Data for this task
--- START ---

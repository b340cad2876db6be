use std::net::{IpAddr, SocketAddr};

use byteorder::{BigEndian, ByteOrder};
use bytes::{Buf, BufMut, Bytes, BytesMut};
use rand::Rng;

use crate::error::{Error, Result};

/// STUN message header size (20 bytes)
const STUN_HEADER_SIZE: usize = 20;

/// STUN magic cookie value (RFC 5389)
const STUN_MAGIC_COOKIE: u32 = 0x2112A442;

/// STUN message types
#[derive(Debug, Clone, Copy, PartialEq, Eq)]
pub enum StunMessageType {
    /// Binding request
    BindingRequest,
    /// Binding response
    BindingResponse,
    /// Binding error response
    BindingErrorResponse,
    /// Other message type (with class and method fields)
    Other { class: u8, method: u16 },
}

impl StunMessageType {
    /// Convert to u16 for encoding
    pub fn to_u16(self) -> u16 {
        match self {
            Self::BindingRequest => 0x0001,
            Self::BindingResponse => 0x0101,
            Self::BindingErrorResponse => 0x0111,
            Self::Other { class, method } => {
                let class_value = (class & 0x03) as u16;
                // STUN message method is 12 bits
                let method_value = method & 0x0FFF;
                // Class bits are split in STUN message type
                // See RFC 5389 section 6
                let c0 = (class_value & 0x01) << 4;
                let c1 = (class_value & 0x02) << 7;
                let m0 = method_value & 0x0F;
                let m1 = (method_value & 0x0F0) >> 4;
                let m2 = (method_value & 0xF00) >> 8;
                (m2 << 12) | (c1) | (m1 << 4) | (c0) | m0
            }
        }
    }

    /// Convert from u16 to message type
    pub fn from_u16(value: u16) -> Self {
        match value {
            0x0001 => Self::BindingRequest,
            0x0101 => Self::BindingResponse,
            0x0111 => Self::BindingErrorResponse,
            _ => {
                // Extract class and method
                let c0 = (value & 0x0010) >> 4;
                let c1 = (value & 0x0100) >> 7;
                let class = (c1 | c0) as u8;
                
                let m0 = value & 0x000F;
                let m1 = (value & 0x00E0) >> 4;
                let m2 = (value & 0x3E00) >> 8;
                let method = (m2 << 8) | (m1 << 4) | m0;
                
                Self::Other { class, method }
            }
        }
    }
}

/// STUN attribute types
#[derive(Debug, Clone, Copy, PartialEq, Eq)]
#[repr(u16)]
pub enum StunAttributeType {
    MappedAddress = 0x0001,
    XorMappedAddress = 0x0020,
    Username = 0x0006,
    MessageIntegrity = 0x0008,
    ErrorCode = 0x0009,
    UnknownAttributes = 0x000A,
    Realm = 0x0014,
    Nonce = 0x0015,
    Software = 0x8022,
    Priority = 0x0024,
    UseCandidate = 0x0025,
    Fingerprint = 0x8028,
    IceControlled = 0x8029,
    IceControlling = 0x802A,
    Other(u16),
}

impl From<u16> for StunAttributeType {
    fn from(value: u16) -> Self {
        match value {
            0x0001 => Self::MappedAddress,
            0x0020 => Self::XorMappedAddress,
            0x0006 => Self::Username,
            0x0008 => Self::MessageIntegrity,
            0x0009 => Self::ErrorCode,
            0x000A => Self::UnknownAttributes,
            0x0014 => Self::Realm,
            0x0015 => Self::Nonce,
            0x8022 => Self::Software,
            0x0024 => Self::Priority,
            0x0025 => Self::UseCandidate,
            0x8028 => Self::Fingerprint,
            0x8029 => Self::IceControlled,
            0x802A => Self::IceControlling,
            _ => Self::Other(value),
        }
    }
}

impl From<StunAttributeType> for u16 {
    fn from(attr_type: StunAttributeType) -> Self {
        match attr_type {
            StunAttributeType::MappedAddress => 0x0001,
            StunAttributeType::XorMappedAddress => 0x0020,
            StunAttributeType::Username => 0x0006,
            StunAttributeType::MessageIntegrity => 0x0008,
            StunAttributeType::ErrorCode => 0x0009,
            StunAttributeType::UnknownAttributes => 0x000A,
            StunAttributeType::Realm => 0x0014,
            StunAttributeType::Nonce => 0x0015,
            StunAttributeType::Software => 0x8022,
            StunAttributeType::Priority => 0x0024,
            StunAttributeType::UseCandidate => 0x0025,
            StunAttributeType::Fingerprint => 0x8028,
            StunAttributeType::IceControlled => 0x8029,
            StunAttributeType::IceControlling => 0x802A,
            StunAttributeType::Other(value) => value,
        }
    }
}

/// STUN attribute
#[derive(Debug, Clone, PartialEq, Eq)]
pub struct StunAttribute {
    /// Attribute type
    pub attr_type: StunAttributeType,
    /// Attribute value
    pub value: Bytes,
}

impl StunAttribute {
    /// Create a new attribute
    pub fn new(attr_type: StunAttributeType, value: Bytes) -> Self {
        Self { attr_type, value }
    }

    /// Create a XOR-MAPPED-ADDRESS attribute
    pub fn xor_mapped_address(addr: SocketAddr, transaction_id: &[u8; 12]) -> Self {
        let mut value = BytesMut::with_capacity(8);
        
        // First byte is reserved and should be 0
        value.put_u8(0);
        
        // Second byte is address family (IPv4 = 1, IPv6 = 2)
        let family = match addr.ip() {
            IpAddr::V4(_) => 1,
            IpAddr::V6(_) => 2,
        };
        value.put_u8(family);
        
        // Port (XORed with the first 2 bytes of the magic cookie)
        let xor_port = addr.port() ^ (STUN_MAGIC_COOKIE >> 16) as u16;
        value.put_u16(xor_port);
        
        // Address (XORed with the magic cookie and optionally transaction ID)
        match addr.ip() {
            IpAddr::V4(ipv4) => {
                let ip_bytes = ipv4.octets();
                let xor_ip = u32::from_be_bytes(ip_bytes) ^ STUN_MAGIC_COOKIE;
                value.put_u32(xor_ip);
            }
            IpAddr::V6(ipv6) => {
                let ip_bytes = ipv6.octets();
                let mut xor_ip = [0u8; 16];
                
                // XOR with magic cookie
                for i in 0..4 {
                    xor_ip[i] = ip_bytes[i] ^ ((STUN_MAGIC_COOKIE >> (24 - i * 8)) & 0xff) as u8;
                }
                
                // XOR with transaction ID
                for i in 0..12 {
                    xor_ip[i + 4] = ip_bytes[i + 4] ^ transaction_id[i];
                }
                
                value.put_slice(&xor_ip);
            }
        }
        
        Self::new(StunAttributeType::XorMappedAddress, value.freeze())
    }

    /// Create a USERNAME attribute
    pub fn username(username: &str) -> Self {
        Self::new(StunAttributeType::Username, Bytes::copy_from_slice(username.as_bytes()))
    }

    /// Create a SOFTWARE attribute
    pub fn software(software: &str) -> Self {
        Self::new(StunAttributeType::Software, Bytes::copy_from_slice(software.as_bytes()))
    }

    /// Create a PRIORITY attribute
    pub fn priority(priority: u32) -> Self {
        let mut value = BytesMut::with_capacity(4);
        value.put_u32(priority);
        Self::new(StunAttributeType::Priority, value.freeze())
    }

    /// Create a USE-CANDIDATE attribute
    pub fn use_candidate() -> Self {
        Self::new(StunAttributeType::UseCandidate, Bytes::new())
    }

    /// Create an ICE-CONTROLLING attribute
    pub fn ice_controlling(tiebreaker: u64) -> Self {
        let mut value = BytesMut::with_capacity(8);
        value.put_u64(tiebreaker);
        Self::new(StunAttributeType::IceControlling, value.freeze())
    }

    /// Create an ICE-CONTROLLED attribute
    pub fn ice_controlled(tiebreaker: u64) -> Self {
        let mut value = BytesMut::with_capacity(8);
        value.put_u64(tiebreaker);
        Self::new(StunAttributeType::IceControlled, value.freeze())
    }

    /// Get socket address from XOR-MAPPED-ADDRESS attribute
    pub fn get_xor_mapped_address(&self, transaction_id: &[u8; 12]) -> Result<SocketAddr> {
        if self.attr_type != StunAttributeType::XorMappedAddress {
            return Err(Error::StunError("Not a XOR-MAPPED-ADDRESS attribute".to_string()));
        }

        let mut value = self.value.clone();
        
        // Skip reserved byte
        value.advance(1);
        
        // Get address family
        let family = value.get_u8();
        
        // Get XORed port
        let xor_port = value.get_u16();
        let port = xor_port ^ (STUN_MAGIC_COOKIE >> 16) as u16;

        // Get XORed address
        let addr = match family {
            1 => { // IPv4
                let xor_ip = value.get_u32();
                let ip_int = xor_ip ^ STUN_MAGIC_COOKIE;
                let octets = ip_int.to_be_bytes();
                IpAddr::from(octets)
            },
            2 => { // IPv6
                let mut ip_bytes = [0u8; 16];
                value.copy_to_slice(&mut ip_bytes);
                
                // XOR with magic cookie and transaction ID
                let mut xor_ip = [0u8; 16];
                
                // XOR with magic cookie (first 4 bytes)
                for i in 0..4 {
                    xor_ip[i] = ip_bytes[i] ^ ((STUN_MAGIC_COOKIE >> (24 - i * 8)) & 0xff) as u8;
                }
                
                // XOR with transaction ID (remaining 12 bytes)
                for i in 0..12 {
                    xor_ip[i + 4] = ip_bytes[i + 4] ^ transaction_id[i];
                }
                
                IpAddr::from(xor_ip)
            },
            _ => return Err(Error::StunError(format!("Unsupported address family: {}", family))),
        };

        Ok(SocketAddr::new(addr, port))
    }
}

/// STUN message
#[derive(Debug, Clone, PartialEq, Eq)]
pub struct StunMessage {
    /// Message type
    pub msg_type: StunMessageType,
    /// Transaction ID
    pub transaction_id: [u8; 12],
    /// Attributes
    pub attributes: Vec<StunAttribute>,
}

impl StunMessage {
    /// Create a new STUN message
    pub fn new(msg_type: StunMessageType) -> Self {
        let mut transaction_id = [0u8; 12];
        rand::thread_rng().fill(&mut transaction_id);
        
        Self {
            msg_type,
            transaction_id,
            attributes: Vec::new(),
        }
    }

    /// Create a new binding request
    pub fn binding_request() -> Self {
        Self::new(StunMessageType::BindingRequest)
    }

    /// Create a binding response
    pub fn binding_response() -> Self {
        Self::new(StunMessageType::BindingResponse)
    }

    /// Add an attribute
    pub fn add_attribute(&mut self, attr: StunAttribute) -> &mut Self {
        self.attributes.push(attr);
        self
    }

    /// Encode message to bytes
    pub fn encode(&self) -> Bytes {
        // Calculate attributes size
        let attr_size: usize = self.attributes.iter()
            .map(|attr| attr.value.len() + 4) // 4 bytes for type and length
            .sum();
        
        // Pad to multiple of 4 bytes if needed
        let padding_size = (4 - (attr_size % 4)) % 4;
        
        // Create buffer for header + attributes
        let mut buf = BytesMut::with_capacity(STUN_HEADER_SIZE + attr_size + padding_size);
        
        // Write message type
        buf.put_u16(self.msg_type.to_u16());
        
        // Write message length (attributes size, will be filled later)
        buf.put_u16(0);
        
        // Write magic cookie
        buf.put_u32(STUN_MAGIC_COOKIE);
        
        // Write transaction ID
        buf.put_slice(&self.transaction_id);
        
        // Write attributes
        for attr in &self.attributes {
            let attr_type: u16 = attr.attr_type.into();
            let attr_len = attr.value.len() as u16;
            
            buf.put_u16(attr_type);
            buf.put_u16(attr_len);
            buf.put_slice(&attr.value);
            
            // Add padding if needed
            let padding = (4 - (attr.value.len() % 4)) % 4;
            for _ in 0..padding {
                buf.put_u8(0);
            }
        }
        
        // Fill message length
        let msg_len = buf.len() - STUN_HEADER_SIZE;
        let slice = &mut buf[2..4];
        BigEndian::write_u16(slice, msg_len as u16);
        
        buf.freeze()
    }

    /// Decode message from bytes
    pub fn decode(bytes: &[u8]) -> Result<Self> {
        if bytes.len() < STUN_HEADER_SIZE {
            return Err(Error::StunError("Packet too small for STUN header".to_string()));
        }
        
        // Check first two bits are 0 (required by STUN)
        if (bytes[0] & 0xC0) != 0 {
            return Err(Error::StunError("Invalid STUN message".to_string()));
        }
        
        // Extract message type
        let msg_type = u16::from_be_bytes([bytes[0], bytes[1]]);
        let msg_type = StunMessageType::from_u16(msg_type);
        
        // Extract message length
        let msg_length = u16::from_be_bytes([bytes[2], bytes[3]]) as usize;
        
        // Validate magic cookie
        let cookie = u32::from_be_bytes([bytes[4], bytes[5], bytes[6], bytes[7]]);
        if cookie != STUN_MAGIC_COOKIE {
            return Err(Error::StunError("Invalid STUN magic cookie".to_string()));
        }
        
        // Extract transaction ID
        let mut transaction_id = [0u8; 12];
        transaction_id.copy_from_slice(&bytes[8..20]);
        
        // Make sure the buffer has enough data for header + attributes
        if bytes.len() < STUN_HEADER_SIZE + msg_length {
            return Err(Error::StunError("Packet too small for STUN attributes".to_string()));
        }
        
        // Parse attributes
        let mut attributes = Vec::new();
        let mut offset = STUN_HEADER_SIZE;
        
        while offset < STUN_HEADER_SIZE + msg_length {
            // Make sure there's enough data for attribute header
            if offset + 4 > bytes.len() {
                return Err(Error::StunError("Incomplete STUN attribute".to_string()));
            }
            
            // Get attribute type and length
            let attr_type = u16::from_be_bytes([bytes[offset], bytes[offset + 1]]);
            let attr_length = u16::from_be_bytes([bytes[offset + 2], bytes[offset + 3]]) as usize;
            
            offset += 4;
            
            // Make sure there's enough data for attribute value
            if offset + attr_length > bytes.len() {
                return Err(Error::StunError("Incomplete STUN attribute value".to_string()));
            }
            
            // Get attribute value
            let value = Bytes::copy_from_slice(&bytes[offset..offset + attr_length]);
            offset += attr_length;
            
            // Skip padding
            let padding = (4 - (attr_length % 4)) % 4;
            offset += padding;
            
            // Create attribute
            let attr = StunAttribute {
                attr_type: attr_type.into(),
                value,
            };
            
            attributes.push(attr);
        }
        
        Ok(Self {
            msg_type,
            transaction_id,
            attributes,
        })
    }

    /// Get an attribute by type
    pub fn get_attribute(&self, attr_type: StunAttributeType) -> Option<&StunAttribute> {
        self.attributes.iter().find(|attr| attr.attr_type == attr_type)
    }
}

--- END ---

Activity
Among the entries, how many lines include the string "enough"? Please reply with only the number.

Solution to the problem
3